Some of the criticisms, by the way, are unfair. Clark has frequently and clearly expressed a desire for a much more multilateral US foreign policy. Actually, he wrote a nice article in The Washington Monthly last September that more fully explains his views. He would have prosecuted Afghanistan with NATO, for example. In a January interview with a columnist for the Washington Post, Clark also criticized Bush administration priorities:
"They picked war over law. They picked a unilateralist approach over a multilateral approach. They picked conventional forces over special-operations forces. And they picked Saddam Hussein as a target over Osama bin Laden."
Graham has been saying these same sorts of things for quite awhile, but the criticisms will likely get more attention coming from Clark's mouth.
2. Iraq and Bush: Tuesday morning, President Bush is speaking at the UN and various media are reporting (often based on Bush's interview with Fox) that the President has no intention of expressing any regrets to the UN over the events earlier this year.
Given that most states in the UN opposed the US war, and that the UN was again the target of a terrorist car bomb attack in Iraq Monday, I doubt Bush is going to find a particularly sympathetic audience.
Since the address is going to be widely televised within the US, I also doubt if the primary target of this Bush speech is the UN. Rather, the Bush administration is working hard to make this war look good in retrospect.

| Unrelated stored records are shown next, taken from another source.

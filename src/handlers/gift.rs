//! §4.6 `gift:send` / `gift:prepare`.

use std::sync::Arc;
use std::time::Duration;

use serde::Deserialize;
use slog::{o, Logger};
use uuid::Uuid;

use crate::clients::ClientRegistry;
use crate::error::{AppError, AppResult};
use crate::gifts::{GiftBuffer, GiftTransaction};
use crate::ratelimit::RateLimiter;
use crate::rooms::RoomRegistry;
use crate::users::UserSocketRegistry;

use super::Broadcaster;

const MIN_QUANTITY: u32 = 1;
const MAX_QUANTITY: u32 = 9999;

#[derive(Debug, Deserialize)]
pub struct SendGiftRequest {
    #[serde(rename = "roomId")]
    pub room_id: String,
    #[serde(rename = "recipientUserId")]
    pub recipient_user_id: String,
    #[serde(rename = "giftId")]
    pub gift_id: String,
    pub quantity: u32,
}

#[derive(Debug, Deserialize)]
pub struct PrepareGiftRequest {
    #[serde(rename = "recipientUserId")]
    pub recipient_user_id: String,
    #[serde(rename = "giftId")]
    pub gift_id: String,
}

pub struct GiftHandlers {
    buffer: Arc<GiftBuffer>,
    registry: Arc<RoomRegistry>,
    clients: Arc<ClientRegistry>,
    sockets: Arc<UserSocketRegistry>,
    rate_limiter: Arc<RateLimiter>,
    rate_limit_events: u32,
    rate_limit_window: Duration,
    broadcaster: Arc<dyn Broadcaster>,
    log: Logger,
}

impl GiftHandlers {
    #[must_use]
    #[allow(clippy::too_many_arguments)]
    pub fn new(
        buffer: Arc<GiftBuffer>,
        registry: Arc<RoomRegistry>,
        clients: Arc<ClientRegistry>,
        sockets: Arc<UserSocketRegistry>,
        rate_limiter: Arc<RateLimiter>,
        rate_limit_events: u32,
        rate_limit_window: Duration,
        broadcaster: Arc<dyn Broadcaster>,
        log: Logger,
    ) -> Self {
        Self {
            buffer,
            registry,
            clients,
            sockets,
            rate_limiter,
            rate_limit_events,
            rate_limit_window,
            broadcaster,
            log: log.new(o!("component" => "gift_handlers")),
        }
    }

    /// §4.6 `gift:send`. Validates, rate-limits per sender, enqueues onto
    /// the durable buffer, and broadcasts to the room before the backend
    /// has necessarily confirmed the transaction — §9 treats gift delivery
    /// as at-least-once and eventually consistent with the room view.
    pub async fn send(
        &self,
        connection_id: &str,
        req: SendGiftRequest,
    ) -> AppResult<()> {
        if !(MIN_QUANTITY..=MAX_QUANTITY).contains(&req.quantity) {
            return Err(AppError::InvalidPayload);
        }
        let sender_user_id = self
            .clients
            .user_id_of(connection_id)
            .await
            .ok_or(AppError::NotInRoom)?;
        if self.clients.room_id_of(connection_id).await.as_deref() != Some(&req.room_id) {
            return Err(AppError::NotInRoom);
        }
        if req.recipient_user_id == sender_user_id {
            return Err(AppError::CannotGiftSelf);
        }

        let allowed = self
            .rate_limiter
            .check(
                &format!("gift:{}", sender_user_id),
                self.rate_limit_events,
                self.rate_limit_window,
            )
            .await
            .map_err(AppError::from)?;
        if !allowed {
            return Err(AppError::RateLimited);
        }

        let transaction = GiftTransaction {
            transaction_id: Uuid::new_v4(),
            room_id: req.room_id.clone(),
            sender_user_id: sender_user_id.clone(),
            recipient_user_id: req.recipient_user_id.clone(),
            gift_id: req.gift_id.clone(),
            quantity: req.quantity,
            timestamp_ms: chrono::Utc::now().timestamp_millis(),
            sender_connection_id: connection_id.to_string(),
            retry_count: 0,
        };
        self.buffer.enqueue(&transaction).await.map_err(AppError::from)?;

        if let Err(e) = self.registry.touch_activity(&req.room_id).await {
            slog::warn!(self.log, "failed to touch room activity on gift send";
                "room_id" => &req.room_id, "error" => %e);
        }

        // Explicit field whitelist: the wire event never carries buffer
        // bookkeeping (retryCount, senderConnectionId).
        self.broadcaster.to_room(
            &req.room_id,
            None,
            "gift:received",
            serde_json::json!({
                "transactionId": transaction.transaction_id,
                "roomId": transaction.room_id,
                "senderUserId": transaction.sender_user_id,
                "recipientUserId": transaction.recipient_user_id,
                "giftId": transaction.gift_id,
                "quantity": transaction.quantity,
                "timestampMs": transaction.timestamp_ms,
            }),
        );
        Ok(())
    }

    /// §4.6 `gift:prepare`. A pre-load hint for the recipient's own
    /// sockets only — never broadcast to the room.
    pub async fn prepare(
        &self,
        connection_id: &str,
        req: PrepareGiftRequest,
    ) -> AppResult<()> {
        let sender_user_id = self
            .clients
            .user_id_of(connection_id)
            .await
            .ok_or(AppError::NotInRoom)?;
        let sockets = self
            .sockets
            .sockets_for(&req.recipient_user_id)
            .await
            .map_err(AppError::from)?;
        self.broadcaster.to_sockets(
            &sockets,
            "gift:prepare",
            serde_json::json!({
                "giftId": req.gift_id, "senderUserId": sender_user_id,
            }),
        );
        Ok(())
    }
}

Keen observers probably noticed that the Republicans are all over the media claiming that the war is going well. For example, they often point out that the northern area of Iraq is quite stable.
NEWS FLASH: the northern area of Iraq was Kurdish controlled before the war. In fact, it was protected by the "no fly zone" established by US/UK aircraft (and not, as a matter of fact, by the UN).
Then again, when the Bush people were arguing before the war that al Qaeda was in Iraq, many critics pointed out that the evidence pointed to terrorist links in Kurdish areas, which were not under Saddam Hussein's control.There was a good story about this in the BBC last July (2002).
Anyway, to wrap this up, I look for Bush to again "challenge" the UN to live up to its responsibilities...as if the US alone has the right idea regarding world politics.
Will audience members (whether at the UN or on TV in the US) remember the Wake Forest debate answer from Bush, when asked "Should the people of the world fear us, or see us as a friend?"
Bush said: "It really depends upon how [our] nation conducts itself in foreign policy. If we’re an arrogant nation, they’ll resent us. If we’re a humble nation, but strong, they’ll welcome us. Our nation stands alone right now in the world in terms of power. And that’s why we’ve got to be humble and yet project strength in a way that promotes freedom. We’re a freedom-loving nation. If we’re an arrogant nation, they’ll view us that way, but if we’re humble nation, they’ll respect us."